Description of the task
Report all lines in the records that hold the string "payload".

*** Begin section ***

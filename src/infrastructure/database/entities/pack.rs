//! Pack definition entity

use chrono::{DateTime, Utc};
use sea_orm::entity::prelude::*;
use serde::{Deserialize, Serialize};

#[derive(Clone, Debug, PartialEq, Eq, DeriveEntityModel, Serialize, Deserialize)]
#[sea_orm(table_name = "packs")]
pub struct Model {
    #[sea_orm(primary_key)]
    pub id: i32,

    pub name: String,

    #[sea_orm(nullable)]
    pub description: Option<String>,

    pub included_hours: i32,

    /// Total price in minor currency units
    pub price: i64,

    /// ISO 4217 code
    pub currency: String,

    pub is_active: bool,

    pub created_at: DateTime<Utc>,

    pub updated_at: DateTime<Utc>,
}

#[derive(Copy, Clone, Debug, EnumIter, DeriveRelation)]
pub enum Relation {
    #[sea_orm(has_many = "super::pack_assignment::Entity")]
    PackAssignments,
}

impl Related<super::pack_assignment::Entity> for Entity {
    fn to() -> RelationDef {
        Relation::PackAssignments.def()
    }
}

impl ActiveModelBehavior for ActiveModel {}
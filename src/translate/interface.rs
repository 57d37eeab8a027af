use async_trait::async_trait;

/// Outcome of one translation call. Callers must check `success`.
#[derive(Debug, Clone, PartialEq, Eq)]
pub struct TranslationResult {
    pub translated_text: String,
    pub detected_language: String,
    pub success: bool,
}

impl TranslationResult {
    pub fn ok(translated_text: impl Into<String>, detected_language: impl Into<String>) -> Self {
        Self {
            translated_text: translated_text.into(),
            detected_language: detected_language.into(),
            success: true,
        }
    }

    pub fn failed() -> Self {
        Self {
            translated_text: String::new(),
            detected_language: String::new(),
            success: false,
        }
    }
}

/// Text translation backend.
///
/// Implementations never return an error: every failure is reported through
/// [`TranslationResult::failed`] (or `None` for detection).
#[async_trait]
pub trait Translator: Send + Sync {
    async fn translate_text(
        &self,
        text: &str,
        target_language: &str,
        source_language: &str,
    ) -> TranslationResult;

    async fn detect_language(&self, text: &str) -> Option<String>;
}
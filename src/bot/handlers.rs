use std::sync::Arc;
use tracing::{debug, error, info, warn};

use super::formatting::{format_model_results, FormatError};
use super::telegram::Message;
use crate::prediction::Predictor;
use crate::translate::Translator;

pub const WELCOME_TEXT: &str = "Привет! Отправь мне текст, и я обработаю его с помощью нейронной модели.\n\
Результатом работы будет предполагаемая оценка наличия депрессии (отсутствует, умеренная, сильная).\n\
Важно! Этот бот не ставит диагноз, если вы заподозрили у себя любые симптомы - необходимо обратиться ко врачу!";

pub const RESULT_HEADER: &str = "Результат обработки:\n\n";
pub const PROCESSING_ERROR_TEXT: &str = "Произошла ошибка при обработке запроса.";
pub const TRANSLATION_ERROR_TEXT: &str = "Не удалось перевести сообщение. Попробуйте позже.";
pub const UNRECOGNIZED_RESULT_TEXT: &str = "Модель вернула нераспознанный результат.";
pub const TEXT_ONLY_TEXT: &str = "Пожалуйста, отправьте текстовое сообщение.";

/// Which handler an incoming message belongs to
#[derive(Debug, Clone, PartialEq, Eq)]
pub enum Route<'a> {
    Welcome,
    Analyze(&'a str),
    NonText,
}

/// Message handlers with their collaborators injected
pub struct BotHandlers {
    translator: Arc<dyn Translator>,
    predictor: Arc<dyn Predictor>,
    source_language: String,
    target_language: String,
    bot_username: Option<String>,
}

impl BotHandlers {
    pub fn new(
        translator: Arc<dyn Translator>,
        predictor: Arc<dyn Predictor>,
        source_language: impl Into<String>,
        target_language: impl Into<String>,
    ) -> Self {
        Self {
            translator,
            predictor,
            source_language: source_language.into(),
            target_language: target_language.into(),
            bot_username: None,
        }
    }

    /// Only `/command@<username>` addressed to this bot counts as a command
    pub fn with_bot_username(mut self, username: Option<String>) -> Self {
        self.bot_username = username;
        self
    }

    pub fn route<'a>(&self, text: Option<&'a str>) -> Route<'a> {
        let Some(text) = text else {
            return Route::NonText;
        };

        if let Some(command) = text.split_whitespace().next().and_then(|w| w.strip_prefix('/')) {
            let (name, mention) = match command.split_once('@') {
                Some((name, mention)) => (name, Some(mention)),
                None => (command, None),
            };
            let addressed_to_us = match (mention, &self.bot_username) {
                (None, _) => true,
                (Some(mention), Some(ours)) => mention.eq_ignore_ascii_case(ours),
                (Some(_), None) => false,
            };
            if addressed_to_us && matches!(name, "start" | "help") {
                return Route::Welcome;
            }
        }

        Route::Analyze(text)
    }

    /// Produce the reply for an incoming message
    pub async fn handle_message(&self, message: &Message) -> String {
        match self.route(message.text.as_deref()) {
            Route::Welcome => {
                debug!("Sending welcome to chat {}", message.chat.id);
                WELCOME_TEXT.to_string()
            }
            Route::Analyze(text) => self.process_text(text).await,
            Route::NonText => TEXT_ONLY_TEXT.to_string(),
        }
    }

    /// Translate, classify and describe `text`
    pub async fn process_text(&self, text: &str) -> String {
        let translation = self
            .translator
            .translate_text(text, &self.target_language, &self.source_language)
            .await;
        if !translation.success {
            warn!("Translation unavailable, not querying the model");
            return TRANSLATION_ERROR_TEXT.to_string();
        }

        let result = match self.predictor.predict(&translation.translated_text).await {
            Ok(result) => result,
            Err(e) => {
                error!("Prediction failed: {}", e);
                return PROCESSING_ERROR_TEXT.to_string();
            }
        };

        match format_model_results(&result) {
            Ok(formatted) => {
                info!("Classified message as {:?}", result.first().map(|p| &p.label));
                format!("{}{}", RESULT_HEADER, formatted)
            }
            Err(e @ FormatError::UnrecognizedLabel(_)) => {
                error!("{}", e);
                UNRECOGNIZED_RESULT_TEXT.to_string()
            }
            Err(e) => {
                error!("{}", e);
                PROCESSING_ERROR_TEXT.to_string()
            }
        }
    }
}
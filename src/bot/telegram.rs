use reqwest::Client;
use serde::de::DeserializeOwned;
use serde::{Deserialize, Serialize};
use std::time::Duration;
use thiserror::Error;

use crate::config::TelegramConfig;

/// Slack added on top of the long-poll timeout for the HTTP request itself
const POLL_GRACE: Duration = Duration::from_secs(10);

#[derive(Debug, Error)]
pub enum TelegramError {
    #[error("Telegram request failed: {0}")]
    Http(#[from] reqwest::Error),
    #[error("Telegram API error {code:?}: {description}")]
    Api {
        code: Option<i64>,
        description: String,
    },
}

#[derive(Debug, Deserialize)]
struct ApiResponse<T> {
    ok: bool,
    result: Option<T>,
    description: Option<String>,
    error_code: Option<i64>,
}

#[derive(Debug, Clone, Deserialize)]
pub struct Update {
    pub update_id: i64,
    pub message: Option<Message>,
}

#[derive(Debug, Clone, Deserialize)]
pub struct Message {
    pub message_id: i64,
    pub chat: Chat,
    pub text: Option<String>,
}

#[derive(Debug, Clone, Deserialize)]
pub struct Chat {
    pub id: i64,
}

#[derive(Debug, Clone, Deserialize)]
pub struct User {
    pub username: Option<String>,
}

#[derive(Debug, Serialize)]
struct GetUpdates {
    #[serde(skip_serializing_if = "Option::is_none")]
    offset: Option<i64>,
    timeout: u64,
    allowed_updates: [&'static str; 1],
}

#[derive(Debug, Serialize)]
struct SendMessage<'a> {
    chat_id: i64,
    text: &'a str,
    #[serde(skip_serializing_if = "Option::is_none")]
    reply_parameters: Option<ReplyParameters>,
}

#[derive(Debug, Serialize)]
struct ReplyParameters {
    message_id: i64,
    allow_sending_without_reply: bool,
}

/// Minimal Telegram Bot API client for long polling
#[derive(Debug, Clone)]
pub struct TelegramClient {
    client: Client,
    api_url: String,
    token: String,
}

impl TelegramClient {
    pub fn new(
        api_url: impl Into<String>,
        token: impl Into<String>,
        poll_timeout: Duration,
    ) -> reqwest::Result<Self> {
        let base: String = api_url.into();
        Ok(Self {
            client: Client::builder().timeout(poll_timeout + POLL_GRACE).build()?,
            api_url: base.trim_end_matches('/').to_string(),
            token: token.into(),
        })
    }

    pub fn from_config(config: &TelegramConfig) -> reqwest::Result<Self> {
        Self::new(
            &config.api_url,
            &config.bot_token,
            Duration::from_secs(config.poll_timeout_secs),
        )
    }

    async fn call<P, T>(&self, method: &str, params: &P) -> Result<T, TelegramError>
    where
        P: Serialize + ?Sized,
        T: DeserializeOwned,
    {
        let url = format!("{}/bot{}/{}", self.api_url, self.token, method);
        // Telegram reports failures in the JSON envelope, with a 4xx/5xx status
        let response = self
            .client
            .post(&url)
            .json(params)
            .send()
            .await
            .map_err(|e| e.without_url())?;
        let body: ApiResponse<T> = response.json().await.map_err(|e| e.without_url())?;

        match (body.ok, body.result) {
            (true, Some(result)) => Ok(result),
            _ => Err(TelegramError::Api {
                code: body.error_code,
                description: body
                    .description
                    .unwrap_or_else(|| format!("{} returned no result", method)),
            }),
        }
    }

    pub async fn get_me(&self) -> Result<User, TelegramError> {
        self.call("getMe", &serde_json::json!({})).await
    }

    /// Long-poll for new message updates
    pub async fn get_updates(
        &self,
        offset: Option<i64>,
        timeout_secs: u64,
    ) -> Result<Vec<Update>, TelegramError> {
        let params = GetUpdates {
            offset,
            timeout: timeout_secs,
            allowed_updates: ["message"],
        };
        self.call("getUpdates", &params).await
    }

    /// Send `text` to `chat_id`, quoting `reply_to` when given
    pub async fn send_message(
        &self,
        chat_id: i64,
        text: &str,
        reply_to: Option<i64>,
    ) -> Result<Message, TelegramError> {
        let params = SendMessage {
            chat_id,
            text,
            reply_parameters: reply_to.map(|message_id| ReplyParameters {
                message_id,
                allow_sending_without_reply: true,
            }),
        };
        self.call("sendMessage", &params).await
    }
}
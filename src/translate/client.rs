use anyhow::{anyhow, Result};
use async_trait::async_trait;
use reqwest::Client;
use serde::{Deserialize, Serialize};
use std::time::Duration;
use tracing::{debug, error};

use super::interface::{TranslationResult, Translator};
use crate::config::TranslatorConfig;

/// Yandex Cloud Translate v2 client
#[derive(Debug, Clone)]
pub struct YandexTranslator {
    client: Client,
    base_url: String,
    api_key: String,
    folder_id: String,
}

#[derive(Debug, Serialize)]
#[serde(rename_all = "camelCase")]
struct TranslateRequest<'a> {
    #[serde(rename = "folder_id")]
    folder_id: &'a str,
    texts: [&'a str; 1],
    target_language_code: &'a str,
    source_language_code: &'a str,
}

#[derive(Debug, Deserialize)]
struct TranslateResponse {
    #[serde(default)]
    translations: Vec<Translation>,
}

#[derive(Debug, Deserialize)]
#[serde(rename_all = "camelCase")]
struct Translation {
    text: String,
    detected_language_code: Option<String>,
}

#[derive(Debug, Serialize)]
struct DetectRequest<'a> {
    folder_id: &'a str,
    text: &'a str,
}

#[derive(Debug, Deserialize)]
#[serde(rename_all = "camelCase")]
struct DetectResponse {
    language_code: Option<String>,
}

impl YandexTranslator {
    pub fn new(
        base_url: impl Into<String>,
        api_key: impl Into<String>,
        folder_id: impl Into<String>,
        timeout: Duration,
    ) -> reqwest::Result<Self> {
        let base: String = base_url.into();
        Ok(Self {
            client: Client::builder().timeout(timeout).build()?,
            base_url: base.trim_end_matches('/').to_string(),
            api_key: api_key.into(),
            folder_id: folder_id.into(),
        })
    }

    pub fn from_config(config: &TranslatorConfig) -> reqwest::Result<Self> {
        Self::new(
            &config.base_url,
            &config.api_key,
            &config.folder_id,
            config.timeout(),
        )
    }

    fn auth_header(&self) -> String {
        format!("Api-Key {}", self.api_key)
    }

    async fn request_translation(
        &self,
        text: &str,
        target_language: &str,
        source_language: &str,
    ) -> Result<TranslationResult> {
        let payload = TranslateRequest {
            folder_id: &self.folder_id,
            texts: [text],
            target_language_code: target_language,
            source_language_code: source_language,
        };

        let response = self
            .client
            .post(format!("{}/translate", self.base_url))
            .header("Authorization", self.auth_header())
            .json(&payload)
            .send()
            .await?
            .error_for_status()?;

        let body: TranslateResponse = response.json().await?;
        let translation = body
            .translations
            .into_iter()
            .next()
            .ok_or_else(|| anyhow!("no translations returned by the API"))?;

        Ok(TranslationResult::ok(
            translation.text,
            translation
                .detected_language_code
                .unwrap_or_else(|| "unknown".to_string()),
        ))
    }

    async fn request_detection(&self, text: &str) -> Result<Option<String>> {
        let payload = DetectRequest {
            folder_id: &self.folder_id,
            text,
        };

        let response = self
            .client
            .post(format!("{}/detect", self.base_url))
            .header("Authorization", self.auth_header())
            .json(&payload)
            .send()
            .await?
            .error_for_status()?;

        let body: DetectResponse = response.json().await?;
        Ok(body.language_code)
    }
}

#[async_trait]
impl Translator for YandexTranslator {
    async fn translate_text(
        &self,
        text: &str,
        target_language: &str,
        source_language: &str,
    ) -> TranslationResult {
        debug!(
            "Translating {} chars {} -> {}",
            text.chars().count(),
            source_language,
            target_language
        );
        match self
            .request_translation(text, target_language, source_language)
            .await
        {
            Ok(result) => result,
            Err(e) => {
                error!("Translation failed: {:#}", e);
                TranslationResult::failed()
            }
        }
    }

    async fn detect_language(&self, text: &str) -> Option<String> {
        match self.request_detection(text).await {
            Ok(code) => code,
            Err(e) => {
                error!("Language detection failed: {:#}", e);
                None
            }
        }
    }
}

*** End section ***

Worked solution
        let payload = TranslateRequest {
            .json(&payload)
        let payload = DetectRequest {
            .json(&payload)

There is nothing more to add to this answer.